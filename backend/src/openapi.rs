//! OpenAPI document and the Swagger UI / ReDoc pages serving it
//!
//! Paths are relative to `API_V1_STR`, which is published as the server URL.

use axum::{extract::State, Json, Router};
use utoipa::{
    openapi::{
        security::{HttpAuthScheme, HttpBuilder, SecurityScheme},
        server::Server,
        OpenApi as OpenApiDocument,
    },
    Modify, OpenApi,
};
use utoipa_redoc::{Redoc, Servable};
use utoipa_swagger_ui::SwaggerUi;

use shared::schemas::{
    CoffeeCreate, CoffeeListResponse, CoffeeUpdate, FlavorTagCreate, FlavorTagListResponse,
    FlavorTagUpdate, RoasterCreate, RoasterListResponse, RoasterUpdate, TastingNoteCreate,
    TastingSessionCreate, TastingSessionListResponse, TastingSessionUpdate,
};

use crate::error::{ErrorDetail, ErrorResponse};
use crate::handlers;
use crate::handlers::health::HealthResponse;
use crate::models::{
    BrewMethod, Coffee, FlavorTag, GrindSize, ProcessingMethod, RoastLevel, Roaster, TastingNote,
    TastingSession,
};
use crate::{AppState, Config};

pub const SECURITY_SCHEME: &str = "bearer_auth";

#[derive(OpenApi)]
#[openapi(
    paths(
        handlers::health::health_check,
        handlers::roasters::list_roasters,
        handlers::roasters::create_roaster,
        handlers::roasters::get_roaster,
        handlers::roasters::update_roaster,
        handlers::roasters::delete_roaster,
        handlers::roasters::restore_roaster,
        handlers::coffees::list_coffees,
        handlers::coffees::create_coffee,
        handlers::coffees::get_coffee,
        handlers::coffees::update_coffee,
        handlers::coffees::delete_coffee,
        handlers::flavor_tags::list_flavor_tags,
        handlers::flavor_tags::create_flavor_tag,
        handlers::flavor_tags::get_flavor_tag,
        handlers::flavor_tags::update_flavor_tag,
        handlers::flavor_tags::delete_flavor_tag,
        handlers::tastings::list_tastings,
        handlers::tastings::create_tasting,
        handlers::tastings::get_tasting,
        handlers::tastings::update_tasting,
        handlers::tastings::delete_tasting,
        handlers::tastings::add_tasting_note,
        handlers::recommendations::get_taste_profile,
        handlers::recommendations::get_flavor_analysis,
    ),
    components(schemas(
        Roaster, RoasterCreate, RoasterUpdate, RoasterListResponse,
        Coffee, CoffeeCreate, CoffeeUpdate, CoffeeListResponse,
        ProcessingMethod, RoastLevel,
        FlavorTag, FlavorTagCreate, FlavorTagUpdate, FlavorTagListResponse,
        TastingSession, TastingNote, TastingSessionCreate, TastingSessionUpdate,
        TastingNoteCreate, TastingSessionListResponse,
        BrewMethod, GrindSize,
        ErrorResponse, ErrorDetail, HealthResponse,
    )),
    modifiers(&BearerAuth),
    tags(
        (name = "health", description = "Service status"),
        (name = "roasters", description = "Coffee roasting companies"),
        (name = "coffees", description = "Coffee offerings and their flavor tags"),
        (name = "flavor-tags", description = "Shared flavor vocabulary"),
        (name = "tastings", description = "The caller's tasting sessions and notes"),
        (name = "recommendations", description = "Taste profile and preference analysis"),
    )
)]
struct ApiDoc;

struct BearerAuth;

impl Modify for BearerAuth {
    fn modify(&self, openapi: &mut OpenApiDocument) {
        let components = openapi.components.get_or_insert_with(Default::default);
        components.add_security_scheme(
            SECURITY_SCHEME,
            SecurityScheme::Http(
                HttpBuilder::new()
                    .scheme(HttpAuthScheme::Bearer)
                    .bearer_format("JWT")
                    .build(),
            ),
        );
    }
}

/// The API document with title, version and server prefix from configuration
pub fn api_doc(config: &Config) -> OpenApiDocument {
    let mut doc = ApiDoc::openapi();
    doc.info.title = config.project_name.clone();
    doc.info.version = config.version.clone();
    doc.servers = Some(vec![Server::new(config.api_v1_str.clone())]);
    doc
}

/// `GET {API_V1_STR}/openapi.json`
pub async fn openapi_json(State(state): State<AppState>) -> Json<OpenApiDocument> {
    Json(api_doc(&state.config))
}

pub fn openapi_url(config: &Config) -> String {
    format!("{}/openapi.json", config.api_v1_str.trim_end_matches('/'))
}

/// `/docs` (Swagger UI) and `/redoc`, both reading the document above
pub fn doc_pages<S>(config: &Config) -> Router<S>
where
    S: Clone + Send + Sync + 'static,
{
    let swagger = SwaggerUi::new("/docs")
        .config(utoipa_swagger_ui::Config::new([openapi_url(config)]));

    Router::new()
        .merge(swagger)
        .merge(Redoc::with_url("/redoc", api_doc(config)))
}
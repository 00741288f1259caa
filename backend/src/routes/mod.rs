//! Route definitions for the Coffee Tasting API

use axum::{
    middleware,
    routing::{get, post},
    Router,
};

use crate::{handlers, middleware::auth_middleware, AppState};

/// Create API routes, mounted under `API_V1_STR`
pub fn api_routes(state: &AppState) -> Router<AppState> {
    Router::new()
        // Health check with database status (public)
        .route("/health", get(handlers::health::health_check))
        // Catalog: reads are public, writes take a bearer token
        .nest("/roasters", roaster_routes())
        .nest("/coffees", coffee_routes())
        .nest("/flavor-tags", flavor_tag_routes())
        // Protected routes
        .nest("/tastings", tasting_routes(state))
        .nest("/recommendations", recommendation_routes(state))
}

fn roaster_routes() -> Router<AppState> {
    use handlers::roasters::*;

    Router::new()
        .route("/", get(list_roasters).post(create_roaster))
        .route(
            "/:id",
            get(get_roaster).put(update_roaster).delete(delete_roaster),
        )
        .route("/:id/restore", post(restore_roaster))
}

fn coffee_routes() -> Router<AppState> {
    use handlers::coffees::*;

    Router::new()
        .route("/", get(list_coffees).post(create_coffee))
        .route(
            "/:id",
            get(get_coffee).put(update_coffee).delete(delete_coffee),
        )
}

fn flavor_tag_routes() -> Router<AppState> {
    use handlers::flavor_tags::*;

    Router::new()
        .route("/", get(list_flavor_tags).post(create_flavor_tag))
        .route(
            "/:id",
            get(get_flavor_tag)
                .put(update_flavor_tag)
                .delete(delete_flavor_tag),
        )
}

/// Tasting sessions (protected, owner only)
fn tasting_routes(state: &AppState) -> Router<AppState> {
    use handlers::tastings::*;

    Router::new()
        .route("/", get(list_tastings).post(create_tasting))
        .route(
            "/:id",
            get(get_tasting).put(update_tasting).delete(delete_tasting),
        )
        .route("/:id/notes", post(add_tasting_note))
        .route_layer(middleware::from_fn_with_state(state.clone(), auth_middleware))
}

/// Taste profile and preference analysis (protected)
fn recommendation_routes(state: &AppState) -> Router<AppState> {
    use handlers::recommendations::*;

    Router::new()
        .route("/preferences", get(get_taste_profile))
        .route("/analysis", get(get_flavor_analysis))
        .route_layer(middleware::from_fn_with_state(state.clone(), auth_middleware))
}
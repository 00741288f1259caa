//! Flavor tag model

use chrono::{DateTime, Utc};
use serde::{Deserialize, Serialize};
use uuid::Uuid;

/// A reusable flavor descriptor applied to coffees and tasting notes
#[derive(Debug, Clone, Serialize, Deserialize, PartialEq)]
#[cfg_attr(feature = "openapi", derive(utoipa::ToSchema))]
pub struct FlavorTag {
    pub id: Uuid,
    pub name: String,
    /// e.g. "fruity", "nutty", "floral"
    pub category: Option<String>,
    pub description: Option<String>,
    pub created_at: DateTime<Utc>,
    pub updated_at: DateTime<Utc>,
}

_ _ _ _

The material above should be returned exactly, in full.

Answer to the problem:
filename backend/src/openapi.rs
//! OpenAPI document and the Swagger UI / ReDoc pages serving it
//!
//! Paths are relative to `API_V1_STR`, which is published as the server URL.

use axum::{extract::State, Json, Router};
use utoipa::{
    openapi::{
        security::{HttpAuthScheme, HttpBuilder, SecurityScheme},
        server::Server,
        OpenApi as OpenApiDocument,
    },
    Modify, OpenApi,
};
use utoipa_redoc::{Redoc, Servable};
use utoipa_swagger_ui::SwaggerUi;

use shared::schemas::{
    CoffeeCreate, CoffeeListResponse, CoffeeUpdate, FlavorTagCreate, FlavorTagListResponse,
    FlavorTagUpdate, RoasterCreate, RoasterListResponse, RoasterUpdate, TastingNoteCreate,
    TastingSessionCreate, TastingSessionListResponse, TastingSessionUpdate,
};

use crate::error::{ErrorDetail, ErrorResponse};
use crate::handlers;
use crate::handlers::health::HealthResponse;
use crate::models::{
    BrewMethod, Coffee, FlavorTag, GrindSize, ProcessingMethod, RoastLevel, Roaster, TastingNote,
    TastingSession,
};
use crate::{AppState, Config};

pub const SECURITY_SCHEME: &str = "bearer_auth";

#[derive(OpenApi)]
#[openapi(
    paths(
        handlers::health::health_check,
        handlers::roasters::list_roasters,
        handlers::roasters::create_roaster,
        handlers::roasters::get_roaster,
        handlers::roasters::update_roaster,
        handlers::roasters::delete_roaster,
        handlers::roasters::restore_roaster,
        handlers::coffees::list_coffees,
        handlers::coffees::create_coffee,
        handlers::coffees::get_coffee,
        handlers::coffees::update_coffee,
        handlers::coffees::delete_coffee,
        handlers::flavor_tags::list_flavor_tags,
        handlers::flavor_tags::create_flavor_tag,
        handlers::flavor_tags::get_flavor_tag,
        handlers::flavor_tags::update_flavor_tag,
        handlers::flavor_tags::delete_flavor_tag,
        handlers::tastings::list_tastings,
        handlers::tastings::create_tasting,
        handlers::tastings::get_tasting,
        handlers::tastings::update_tasting,
        handlers::tastings::delete_tasting,
        handlers::tastings::add_tasting_note,
        handlers::recommendations::get_taste_profile,
        handlers::recommendations::get_flavor_analysis,
    ),
    components(schemas(
        Roaster, RoasterCreate, RoasterUpdate, RoasterListResponse,
        Coffee, CoffeeCreate, CoffeeUpdate, CoffeeListResponse,
        ProcessingMethod, RoastLevel,
        FlavorTag, FlavorTagCreate, FlavorTagUpdate, FlavorTagListResponse,
        TastingSession, TastingNote, TastingSessionCreate, TastingSessionUpdate,
        TastingNoteCreate, TastingSessionListResponse,
        BrewMethod, GrindSize,
        ErrorResponse, ErrorDetail, HealthResponse,
    )),
    modifiers(&BearerAuth),
    tags(
        (name = "health", description = "Service status"),
        (name = "roasters", description = "Coffee roasting companies"),
        (name = "coffees", description = "Coffee offerings and their flavor tags"),
        (name = "flavor-tags", description = "Shared flavor vocabulary"),
        (name = "tastings", description = "The caller's tasting sessions and notes"),
        (name = "recommendations", description = "Taste profile and preference analysis"),
    )
)]
struct ApiDoc;

struct BearerAuth;

impl Modify for BearerAuth {
    fn modify(&self, openapi: &mut OpenApiDocument) {
        let components = openapi.components.get_or_insert_with(Default::default);
        components.add_security_scheme(
            SECURITY_SCHEME,
            SecurityScheme::Http(
                HttpBuilder::new()
                    .scheme(HttpAuthScheme::Bearer)
                    .bearer_format("JWT")
                    .build(),
            ),
        );
    }
}

/// The API document with title, version and server prefix from configuration
pub fn api_doc(config: &Config) -> OpenApiDocument {
    let mut doc = ApiDoc::openapi();
    doc.info.title = config.project_name.clone();
    doc.info.version = config.version.clone();
    doc.servers = Some(vec![Server::new(config.api_v1_str.clone())]);
    doc
}

/// `GET {API_V1_STR}/openapi.json`
pub async fn openapi_json(State(state): State<AppState>) -> Json<OpenApiDocument> {
    Json(api_doc(&state.config))
}

pub fn openapi_url(config: &Config) -> String {
    format!("{}/openapi.json", config.api_v1_str.trim_end_matches('/'))
}

/// `/docs` (Swagger UI) and `/redoc`, both reading the document above
pub fn doc_pages<S>(config: &Config) -> Router<S>
where
    S: Clone + Send + Sync + 'static,
{
    let swagger = SwaggerUi::new("/docs")
        .config(utoipa_swagger_ui::Config::new([openapi_url(config)]));

    Router::new()
        .merge(swagger)
        .merge(Redoc::with_url("/redoc", api_doc(config)))
}
repository 00741288f1259caa
filename backend/src/routes/mod.rs
//! Route definitions for the Coffee Tasting API

use axum::{
    middleware,
    routing::{get, post},
    Router,
};

use crate::{handlers, middleware::auth_middleware, AppState};

/// Create API routes, mounted under `API_V1_STR`
pub fn api_routes(state: &AppState) -> Router<AppState> {
    Router::new()
        // Health check with database status (public)
        .route("/health", get(handlers::health::health_check))
        // Catalog: reads are public, writes take a bearer token
        .nest("/roasters", roaster_routes())
        .nest("/coffees", coffee_routes())
        .nest("/flavor-tags", flavor_tag_routes())
        // Protected routes
        .nest("/tastings", tasting_routes(state))
        .nest("/recommendations", recommendation_routes(state))
}

fn roaster_routes() -> Router<AppState> {
    use handlers::roasters::*;

    Router::new()
        .route("/", get(list_roasters).post(create_roaster))
        .route(
            "/:id",
            get(get_roaster).put(update_roaster).delete(delete_roaster),
        )
        .route("/:id/restore", post(restore_roaster))
}

fn coffee_routes() -> Router<AppState> {
    use handlers::coffees::*;

    Router::new()
        .route("/", get(list_coffees).post(create_coffee))
        .route(
            "/:id",
            get(get_coffee).put(update_coffee).delete(delete_coffee),
        )
}

fn flavor_tag_routes() -> Router<AppState> {
    use handlers::flavor_tags::*;

    Router::new()
        .route("/", get(list_flavor_tags).post(create_flavor_tag))
        .route(
            "/:id",
            get(get_flavor_tag)
                .put(update_flavor_tag)
                .delete(delete_flavor_tag),
        )
}

/// Tasting sessions (protected, owner only)
fn tasting_routes(state: &AppState) -> Router<AppState> {
    use handlers::tastings::*;

    Router::new()
        .route("/", get(list_tastings).post(create_tasting))
        .route(
            "/:id",
            get(get_tasting).put(update_tasting).delete(delete_tasting),
        )
        .route("/:id/notes", post(add_tasting_note))
        .route_layer(middleware::from_fn_with_state(state.clone(), auth_middleware))
}

/// Taste profile and preference analysis (protected)
fn recommendation_routes(state: &AppState) -> Router<AppState> {
    use handlers::recommendations::*;

    Router::new()
        .route("/preferences", get(get_taste_profile))
        .route("/analysis", get(get_flavor_analysis))
        .route_layer(middleware::from_fn_with_state(state.clone(), auth_middleware))
}
repository 00741288f1259caa
//! Flavor tag model

use chrono::{DateTime, Utc};
use serde::{Deserialize, Serialize};
use uuid::Uuid;

/// A reusable flavor descriptor applied to coffees and tasting notes
#[derive(Debug, Clone, Serialize, Deserialize, PartialEq)]
#[cfg_attr(feature = "openapi", derive(utoipa::ToSchema))]
pub struct FlavorTag {
    pub id: Uuid,
    pub name: String,
    /// e.g. "fruity", "nutty", "floral"
    pub category: Option<String>,
    pub description: Option<String>,
    pub created_at: DateTime<Utc>,
    pub updated_at: DateTime<Utc>,
}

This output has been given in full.